11.        Administration. The authority to manage and control the operation and administration of this Agreement shall be vested in the Committee, and the Committee shall have all powers with respect to this Agreement as it has with respect to the Plan. Any interpretation of the Agreement by the Committee and any decision made by it with respect to the Agreement is final and binding on all persons. Such powers or decision-making may be delegated, to the extent permitted by the Plan, to one or more of Committee members or any other person or persons selected by the Committee.

 

12.        Plan Governs.

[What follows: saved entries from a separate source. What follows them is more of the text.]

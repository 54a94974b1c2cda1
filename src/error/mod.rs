//! Error handling for packcalc.
//!
//! This module provides:
//! - [`PackError`]: The main error enum for all packcalc operations
//! - [`ErrorCode`]: Standardized error codes for machine parsing

mod codes;

use std::io;

use serde_json::Value;
use thiserror::Error;

pub use codes::ErrorCode;

/// Main error type for packcalc operations.
#[derive(Error, Debug)]
pub enum PackError {
    #[error("invalid argument: {reason}: {value}")]
    InvalidArgument { reason: &'static str, value: i64 },

    #[error("Database error: {0}")]
    Database(#[from] rusqlite::Error),

    #[error("IO error: {0}")]
    Io(#[from] io::Error),

    #[error("JSON serialization error: {0}")]
    Json(#[from] serde_json::Error),

    #[error("Config error: {0}")]
    Config(String),

    #[error("Missing required config: {0}")]
    MissingConfig(String),

    #[error("Migration failed: {0}")]
    Migration(String),

    #[error("Server error: {0}")]
    Server(String),
}

impl PackError {
    /// Build an `InvalidArgument` for a non-positive order.
    #[must_use]
    pub const fn non_positive_order(value: i64) -> Self {
        Self::InvalidArgument {
            reason: "order amount is not positive",
            value,
        }
    }

    /// Build an `InvalidArgument` for a non-positive pack size.
    #[must_use]
    pub const fn non_positive_size(value: i64) -> Self {
        Self::InvalidArgument {
            reason: "size amount is not positive",
            value,
        }
    }

    /// Get the error code for this error.
    #[must_use]
    pub const fn code(&self) -> ErrorCode {
        match self {
            Self::InvalidArgument { .. } => ErrorCode::InvalidArgument,
            Self::Database(_) => ErrorCode::DatabaseError,
            Self::Io(_) => ErrorCode::IoError,
            Self::Json(_) => ErrorCode::SerializationError,
            Self::Config(_) => ErrorCode::ConfigInvalid,
            Self::MissingConfig(_) => ErrorCode::ConfigMissingRequired,
            Self::Migration(_) => ErrorCode::MigrationFailed,
            Self::Server(_) => ErrorCode::ServerError,
        }
    }

    /// True when the caller supplied a bad order or pack size.
    #[must_use]
    pub const fn is_invalid_argument(&self) -> bool {
        matches!(self, Self::InvalidArgument { .. })
    }

    /// Get context information for this error as JSON.
    #[must_use]
    pub fn context(&self) -> Option<Value> {
        match self {
            Self::InvalidArgument { reason, value } => {
                Some(serde_json::json!({ "reason": reason, "value": value }))
            }
            Self::MissingConfig(key) => Some(serde_json::json!({ "config_key": key })),
            _ => None,
        }
    }
}

/// Result type alias using `PackError`.
pub type Result<T> = std::result::Result<T, PackError>;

Notwithstanding anything in this Agreement to the contrary, the terms of this Agreement shall wholly incorporate and be subject to the terms of the Plan, a copy of which may be obtained from the Chief Financial Officer of the Company (or such other party as the Company may designate); and this Agreement is subject to all interpretations, amendments, rules and regulations promulgated by the Committee from time to time pursuant to the Plan.

 

13.

No Implied Rights.

 

(a)         The award of Units will not confer on the Participant any right with respect to continuance of employment or other service with the Company or any Subsidiary, nor will it interfere in any way with any right the Company or any Subsidiary would otherwise have to terminate or modify the terms of such Participant’s employment or other service at any time.

 

(b)         The Participant shall not have any rights of a shareholder with respect to the Units until shares of Stock have been duly issued following settlement of the Award as provided herein.

 

14.        Notices. Any written notices provided for in this Agreement or the Plan shall be in writing and shall be deemed sufficiently given if either hand delivered or if sent by fax or overnight courier, or by postage paid first class mail. Notices sent by mail shall be deemed received three business days after mailing but in no event later than the date of actual receipt. Notices shall be directed, if to the Participant, at the Participant’s address indicated by the Company’s records, or if to the Company, at the Company’s principal executive office.

 

15.        Amendment. This Agreement may be amended by written agreement of the Participant and the Company, without the consent of any other person.

 

16.        Governing Law; Jurisdiction. This Agreement shall be governed by the laws of the State of Alabama without giving effect to the choice-of-law provisions thereof. The Circuit Court of the City of Birmingham and the United States District Court, Northern District of Alabama, Birmingham Division shall be the exclusive courts of jurisdiction and venue for any litigation, special proceeding or other proceeding as between the parties that may be brought, or arise out of, in connection with, or by reason of this Agreement. The parties hereby consent to the jurisdiction of such courts.